(Beginning of Input)

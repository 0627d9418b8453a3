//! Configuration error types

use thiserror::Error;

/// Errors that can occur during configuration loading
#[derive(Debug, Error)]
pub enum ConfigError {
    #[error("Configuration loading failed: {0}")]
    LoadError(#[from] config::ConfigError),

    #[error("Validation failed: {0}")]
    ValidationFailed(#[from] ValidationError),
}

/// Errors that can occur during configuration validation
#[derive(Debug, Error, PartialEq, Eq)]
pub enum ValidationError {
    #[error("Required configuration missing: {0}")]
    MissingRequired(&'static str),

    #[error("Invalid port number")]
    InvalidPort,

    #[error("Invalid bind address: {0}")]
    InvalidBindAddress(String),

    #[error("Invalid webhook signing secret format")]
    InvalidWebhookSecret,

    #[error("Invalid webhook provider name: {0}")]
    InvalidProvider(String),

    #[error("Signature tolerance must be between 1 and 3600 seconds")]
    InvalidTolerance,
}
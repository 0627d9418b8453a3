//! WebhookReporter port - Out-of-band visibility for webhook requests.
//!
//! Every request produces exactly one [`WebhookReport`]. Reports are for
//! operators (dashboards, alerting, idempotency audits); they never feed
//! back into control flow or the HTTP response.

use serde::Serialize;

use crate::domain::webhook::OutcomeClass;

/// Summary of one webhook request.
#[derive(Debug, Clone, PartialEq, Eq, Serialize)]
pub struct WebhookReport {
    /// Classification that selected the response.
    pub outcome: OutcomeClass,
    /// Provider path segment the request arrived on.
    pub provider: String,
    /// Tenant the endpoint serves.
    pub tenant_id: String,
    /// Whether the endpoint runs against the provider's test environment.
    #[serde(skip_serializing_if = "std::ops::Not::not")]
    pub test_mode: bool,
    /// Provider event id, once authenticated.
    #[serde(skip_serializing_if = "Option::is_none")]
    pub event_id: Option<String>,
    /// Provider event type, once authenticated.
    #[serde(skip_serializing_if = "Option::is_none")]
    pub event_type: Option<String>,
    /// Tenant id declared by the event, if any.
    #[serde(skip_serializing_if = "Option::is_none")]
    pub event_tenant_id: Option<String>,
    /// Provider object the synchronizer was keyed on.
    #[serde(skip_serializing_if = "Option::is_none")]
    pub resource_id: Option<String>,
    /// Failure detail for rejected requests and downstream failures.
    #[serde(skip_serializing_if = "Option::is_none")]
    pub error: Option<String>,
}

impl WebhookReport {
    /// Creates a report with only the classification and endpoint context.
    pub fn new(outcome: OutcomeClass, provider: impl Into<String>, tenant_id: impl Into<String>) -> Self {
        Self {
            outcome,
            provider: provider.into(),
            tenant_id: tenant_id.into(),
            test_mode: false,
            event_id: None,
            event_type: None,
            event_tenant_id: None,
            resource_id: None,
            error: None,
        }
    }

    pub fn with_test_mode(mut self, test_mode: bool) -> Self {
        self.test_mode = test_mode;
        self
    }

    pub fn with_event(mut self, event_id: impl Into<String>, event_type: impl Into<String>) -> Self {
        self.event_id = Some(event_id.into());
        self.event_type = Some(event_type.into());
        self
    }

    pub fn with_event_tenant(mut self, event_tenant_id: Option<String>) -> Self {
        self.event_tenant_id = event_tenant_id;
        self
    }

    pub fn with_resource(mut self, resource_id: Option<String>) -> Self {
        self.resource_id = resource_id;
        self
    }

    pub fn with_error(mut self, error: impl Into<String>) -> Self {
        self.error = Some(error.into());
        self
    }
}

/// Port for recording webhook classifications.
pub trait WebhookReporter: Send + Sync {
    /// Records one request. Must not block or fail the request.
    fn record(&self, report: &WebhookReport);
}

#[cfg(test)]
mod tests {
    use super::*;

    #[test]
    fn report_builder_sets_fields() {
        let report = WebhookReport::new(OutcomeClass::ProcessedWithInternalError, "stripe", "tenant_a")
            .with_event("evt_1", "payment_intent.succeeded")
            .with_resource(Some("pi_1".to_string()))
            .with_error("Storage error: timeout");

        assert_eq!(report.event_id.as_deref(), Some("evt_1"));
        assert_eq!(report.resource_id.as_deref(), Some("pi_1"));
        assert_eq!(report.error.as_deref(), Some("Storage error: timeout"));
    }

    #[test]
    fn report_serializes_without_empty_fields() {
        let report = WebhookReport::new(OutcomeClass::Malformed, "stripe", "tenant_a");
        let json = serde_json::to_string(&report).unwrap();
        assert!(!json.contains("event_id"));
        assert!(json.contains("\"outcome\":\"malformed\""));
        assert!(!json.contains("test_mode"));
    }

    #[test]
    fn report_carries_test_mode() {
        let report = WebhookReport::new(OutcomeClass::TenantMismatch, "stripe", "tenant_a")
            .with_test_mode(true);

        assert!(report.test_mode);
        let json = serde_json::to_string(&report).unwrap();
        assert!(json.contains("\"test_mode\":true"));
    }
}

(End of Input)
(Beginning of Input)

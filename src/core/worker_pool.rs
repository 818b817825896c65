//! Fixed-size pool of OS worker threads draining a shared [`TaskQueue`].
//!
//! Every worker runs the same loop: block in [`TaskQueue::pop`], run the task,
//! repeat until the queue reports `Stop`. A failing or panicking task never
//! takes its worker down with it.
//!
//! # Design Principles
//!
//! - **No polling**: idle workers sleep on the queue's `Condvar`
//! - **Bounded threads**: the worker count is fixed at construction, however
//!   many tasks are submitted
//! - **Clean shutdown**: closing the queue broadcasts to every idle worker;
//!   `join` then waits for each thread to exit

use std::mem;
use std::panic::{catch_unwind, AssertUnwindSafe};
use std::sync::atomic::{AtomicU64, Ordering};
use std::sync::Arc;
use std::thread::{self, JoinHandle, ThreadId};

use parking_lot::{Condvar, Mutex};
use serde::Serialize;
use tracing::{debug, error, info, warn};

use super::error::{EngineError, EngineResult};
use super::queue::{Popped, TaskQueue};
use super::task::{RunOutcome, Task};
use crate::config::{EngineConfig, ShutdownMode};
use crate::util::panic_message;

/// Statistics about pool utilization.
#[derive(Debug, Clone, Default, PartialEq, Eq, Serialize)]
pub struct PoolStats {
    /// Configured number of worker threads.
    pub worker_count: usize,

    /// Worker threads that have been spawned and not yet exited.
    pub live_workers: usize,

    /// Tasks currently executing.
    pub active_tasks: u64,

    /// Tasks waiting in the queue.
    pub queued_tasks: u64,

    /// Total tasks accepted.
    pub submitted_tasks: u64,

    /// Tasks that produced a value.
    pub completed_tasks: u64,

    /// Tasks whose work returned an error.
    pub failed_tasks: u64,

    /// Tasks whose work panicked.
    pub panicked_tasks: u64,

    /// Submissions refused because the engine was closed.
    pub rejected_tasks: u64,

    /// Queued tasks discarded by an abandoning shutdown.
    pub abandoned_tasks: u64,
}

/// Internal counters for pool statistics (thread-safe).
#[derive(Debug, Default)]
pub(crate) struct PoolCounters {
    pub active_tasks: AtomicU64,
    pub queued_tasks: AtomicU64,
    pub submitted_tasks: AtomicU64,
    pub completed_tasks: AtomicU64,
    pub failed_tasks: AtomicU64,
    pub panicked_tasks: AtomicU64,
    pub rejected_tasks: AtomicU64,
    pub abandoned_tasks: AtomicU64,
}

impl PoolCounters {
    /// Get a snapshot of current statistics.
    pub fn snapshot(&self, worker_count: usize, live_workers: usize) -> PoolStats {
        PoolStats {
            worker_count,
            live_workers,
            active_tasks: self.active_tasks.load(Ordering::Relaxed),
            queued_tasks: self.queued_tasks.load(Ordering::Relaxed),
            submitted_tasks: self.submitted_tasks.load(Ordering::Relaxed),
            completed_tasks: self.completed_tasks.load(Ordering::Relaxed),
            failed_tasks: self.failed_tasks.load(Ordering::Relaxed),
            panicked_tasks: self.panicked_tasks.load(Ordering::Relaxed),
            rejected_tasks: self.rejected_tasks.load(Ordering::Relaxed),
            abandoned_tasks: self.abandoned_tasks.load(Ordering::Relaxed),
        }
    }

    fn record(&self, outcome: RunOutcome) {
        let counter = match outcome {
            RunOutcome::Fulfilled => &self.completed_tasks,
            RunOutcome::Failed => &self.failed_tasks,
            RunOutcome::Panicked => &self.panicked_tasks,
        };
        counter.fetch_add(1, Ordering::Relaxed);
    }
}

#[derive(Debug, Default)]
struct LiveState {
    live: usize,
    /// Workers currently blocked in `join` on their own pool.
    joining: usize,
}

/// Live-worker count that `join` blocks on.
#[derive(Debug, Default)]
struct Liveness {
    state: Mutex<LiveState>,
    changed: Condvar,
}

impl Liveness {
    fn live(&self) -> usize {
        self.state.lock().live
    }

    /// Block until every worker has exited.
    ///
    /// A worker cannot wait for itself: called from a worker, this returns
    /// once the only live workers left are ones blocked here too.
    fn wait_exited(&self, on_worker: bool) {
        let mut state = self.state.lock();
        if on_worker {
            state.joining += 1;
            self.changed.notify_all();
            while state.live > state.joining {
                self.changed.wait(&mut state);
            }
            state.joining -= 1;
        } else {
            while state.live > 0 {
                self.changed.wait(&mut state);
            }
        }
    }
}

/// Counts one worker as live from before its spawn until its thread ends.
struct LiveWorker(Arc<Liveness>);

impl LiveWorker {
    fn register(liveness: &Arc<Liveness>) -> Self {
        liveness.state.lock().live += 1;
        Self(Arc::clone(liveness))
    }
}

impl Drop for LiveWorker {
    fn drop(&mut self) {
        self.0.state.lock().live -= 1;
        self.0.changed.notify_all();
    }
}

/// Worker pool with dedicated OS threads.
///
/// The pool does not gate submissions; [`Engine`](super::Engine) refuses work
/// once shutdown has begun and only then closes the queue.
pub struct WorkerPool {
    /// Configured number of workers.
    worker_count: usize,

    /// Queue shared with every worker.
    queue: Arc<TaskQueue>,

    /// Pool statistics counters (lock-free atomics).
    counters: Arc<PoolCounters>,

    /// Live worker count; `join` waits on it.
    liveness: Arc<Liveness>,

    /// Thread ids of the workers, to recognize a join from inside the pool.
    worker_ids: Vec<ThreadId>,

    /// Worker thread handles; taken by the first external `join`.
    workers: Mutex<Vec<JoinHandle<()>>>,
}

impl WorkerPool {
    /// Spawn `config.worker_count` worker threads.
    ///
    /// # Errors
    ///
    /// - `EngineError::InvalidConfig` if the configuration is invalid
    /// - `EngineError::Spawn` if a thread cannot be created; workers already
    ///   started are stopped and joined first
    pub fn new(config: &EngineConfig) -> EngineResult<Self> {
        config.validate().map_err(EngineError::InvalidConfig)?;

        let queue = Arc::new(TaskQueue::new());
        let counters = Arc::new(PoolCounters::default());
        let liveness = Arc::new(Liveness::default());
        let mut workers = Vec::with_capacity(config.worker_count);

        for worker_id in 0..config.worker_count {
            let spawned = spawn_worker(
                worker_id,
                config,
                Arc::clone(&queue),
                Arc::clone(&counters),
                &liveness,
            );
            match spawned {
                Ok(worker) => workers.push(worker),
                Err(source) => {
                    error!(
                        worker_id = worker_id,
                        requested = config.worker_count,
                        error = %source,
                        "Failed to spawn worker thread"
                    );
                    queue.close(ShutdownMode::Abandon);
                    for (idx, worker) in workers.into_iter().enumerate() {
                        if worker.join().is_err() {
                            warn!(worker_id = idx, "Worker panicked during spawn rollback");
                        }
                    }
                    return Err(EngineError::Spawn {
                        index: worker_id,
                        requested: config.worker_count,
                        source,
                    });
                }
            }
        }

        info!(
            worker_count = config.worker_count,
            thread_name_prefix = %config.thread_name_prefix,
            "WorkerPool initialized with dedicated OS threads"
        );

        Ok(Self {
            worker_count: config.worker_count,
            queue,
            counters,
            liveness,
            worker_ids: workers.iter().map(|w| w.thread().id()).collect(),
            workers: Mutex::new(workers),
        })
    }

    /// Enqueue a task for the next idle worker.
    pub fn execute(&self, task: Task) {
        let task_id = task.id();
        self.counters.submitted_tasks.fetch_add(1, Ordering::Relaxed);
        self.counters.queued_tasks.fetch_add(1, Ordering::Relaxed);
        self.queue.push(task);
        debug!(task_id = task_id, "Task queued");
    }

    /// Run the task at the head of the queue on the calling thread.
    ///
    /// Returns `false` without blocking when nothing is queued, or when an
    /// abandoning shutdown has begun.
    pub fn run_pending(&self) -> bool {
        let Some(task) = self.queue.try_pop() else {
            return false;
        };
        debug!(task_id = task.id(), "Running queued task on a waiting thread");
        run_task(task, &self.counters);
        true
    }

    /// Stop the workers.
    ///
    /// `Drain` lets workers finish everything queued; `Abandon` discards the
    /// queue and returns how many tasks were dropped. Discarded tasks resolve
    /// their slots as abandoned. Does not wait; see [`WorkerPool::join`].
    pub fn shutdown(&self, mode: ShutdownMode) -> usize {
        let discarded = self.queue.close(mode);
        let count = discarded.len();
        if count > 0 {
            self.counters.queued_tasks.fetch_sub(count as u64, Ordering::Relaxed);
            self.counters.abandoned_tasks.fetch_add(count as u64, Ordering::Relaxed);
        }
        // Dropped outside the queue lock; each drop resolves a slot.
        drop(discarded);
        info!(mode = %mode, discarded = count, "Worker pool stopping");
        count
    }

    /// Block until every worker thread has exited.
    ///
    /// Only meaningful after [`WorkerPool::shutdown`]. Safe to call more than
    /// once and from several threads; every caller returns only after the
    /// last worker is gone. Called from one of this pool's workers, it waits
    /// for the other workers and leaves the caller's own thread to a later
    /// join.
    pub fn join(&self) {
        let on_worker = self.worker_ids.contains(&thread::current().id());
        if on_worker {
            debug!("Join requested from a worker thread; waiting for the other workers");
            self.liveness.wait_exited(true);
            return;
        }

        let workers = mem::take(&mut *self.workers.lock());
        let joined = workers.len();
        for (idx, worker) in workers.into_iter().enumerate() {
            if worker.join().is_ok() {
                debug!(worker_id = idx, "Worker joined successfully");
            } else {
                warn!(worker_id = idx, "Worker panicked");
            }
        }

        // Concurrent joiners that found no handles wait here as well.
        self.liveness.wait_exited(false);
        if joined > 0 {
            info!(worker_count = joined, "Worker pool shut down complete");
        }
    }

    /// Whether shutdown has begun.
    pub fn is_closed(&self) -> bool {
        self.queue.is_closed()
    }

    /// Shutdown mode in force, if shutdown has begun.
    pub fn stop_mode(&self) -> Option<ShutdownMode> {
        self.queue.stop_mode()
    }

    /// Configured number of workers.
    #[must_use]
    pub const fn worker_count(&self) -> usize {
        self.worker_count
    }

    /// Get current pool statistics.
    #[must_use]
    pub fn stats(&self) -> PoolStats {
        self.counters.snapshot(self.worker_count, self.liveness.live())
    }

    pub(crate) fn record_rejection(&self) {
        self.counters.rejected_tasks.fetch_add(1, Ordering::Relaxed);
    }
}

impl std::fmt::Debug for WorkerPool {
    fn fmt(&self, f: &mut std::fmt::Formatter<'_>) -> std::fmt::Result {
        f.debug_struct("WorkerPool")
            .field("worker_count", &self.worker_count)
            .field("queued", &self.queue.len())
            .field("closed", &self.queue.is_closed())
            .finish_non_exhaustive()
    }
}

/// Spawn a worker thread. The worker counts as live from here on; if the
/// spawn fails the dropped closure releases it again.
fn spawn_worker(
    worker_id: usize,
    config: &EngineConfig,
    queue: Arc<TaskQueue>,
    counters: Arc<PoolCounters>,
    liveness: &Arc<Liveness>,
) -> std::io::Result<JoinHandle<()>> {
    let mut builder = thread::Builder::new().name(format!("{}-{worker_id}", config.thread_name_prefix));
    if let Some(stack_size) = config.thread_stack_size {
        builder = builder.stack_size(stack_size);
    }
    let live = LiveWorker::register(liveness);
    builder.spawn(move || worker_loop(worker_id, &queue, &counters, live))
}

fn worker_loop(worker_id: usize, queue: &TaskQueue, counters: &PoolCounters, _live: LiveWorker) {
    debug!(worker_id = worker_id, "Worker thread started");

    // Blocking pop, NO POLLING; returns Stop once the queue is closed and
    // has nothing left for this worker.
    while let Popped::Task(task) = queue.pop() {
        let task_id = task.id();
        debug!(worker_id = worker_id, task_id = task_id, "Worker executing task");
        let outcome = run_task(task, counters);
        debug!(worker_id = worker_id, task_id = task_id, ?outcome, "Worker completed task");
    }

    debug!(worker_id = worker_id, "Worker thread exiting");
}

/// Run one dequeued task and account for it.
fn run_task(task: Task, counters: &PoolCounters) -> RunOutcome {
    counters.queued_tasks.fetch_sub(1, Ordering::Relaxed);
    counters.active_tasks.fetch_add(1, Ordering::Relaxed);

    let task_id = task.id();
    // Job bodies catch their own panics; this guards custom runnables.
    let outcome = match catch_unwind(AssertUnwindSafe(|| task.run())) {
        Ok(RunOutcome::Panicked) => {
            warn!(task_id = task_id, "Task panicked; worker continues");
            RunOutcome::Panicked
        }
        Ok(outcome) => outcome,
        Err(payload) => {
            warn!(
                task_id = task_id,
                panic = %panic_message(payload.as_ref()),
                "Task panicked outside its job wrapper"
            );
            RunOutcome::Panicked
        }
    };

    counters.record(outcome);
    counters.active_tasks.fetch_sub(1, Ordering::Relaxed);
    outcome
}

(End of Input)

**Aim of the task**.
Your task is to find every line above containing the word "whose" and copy it.

**Response area**.
    /// Tasks whose work returned an error.
    /// Tasks whose work panicked.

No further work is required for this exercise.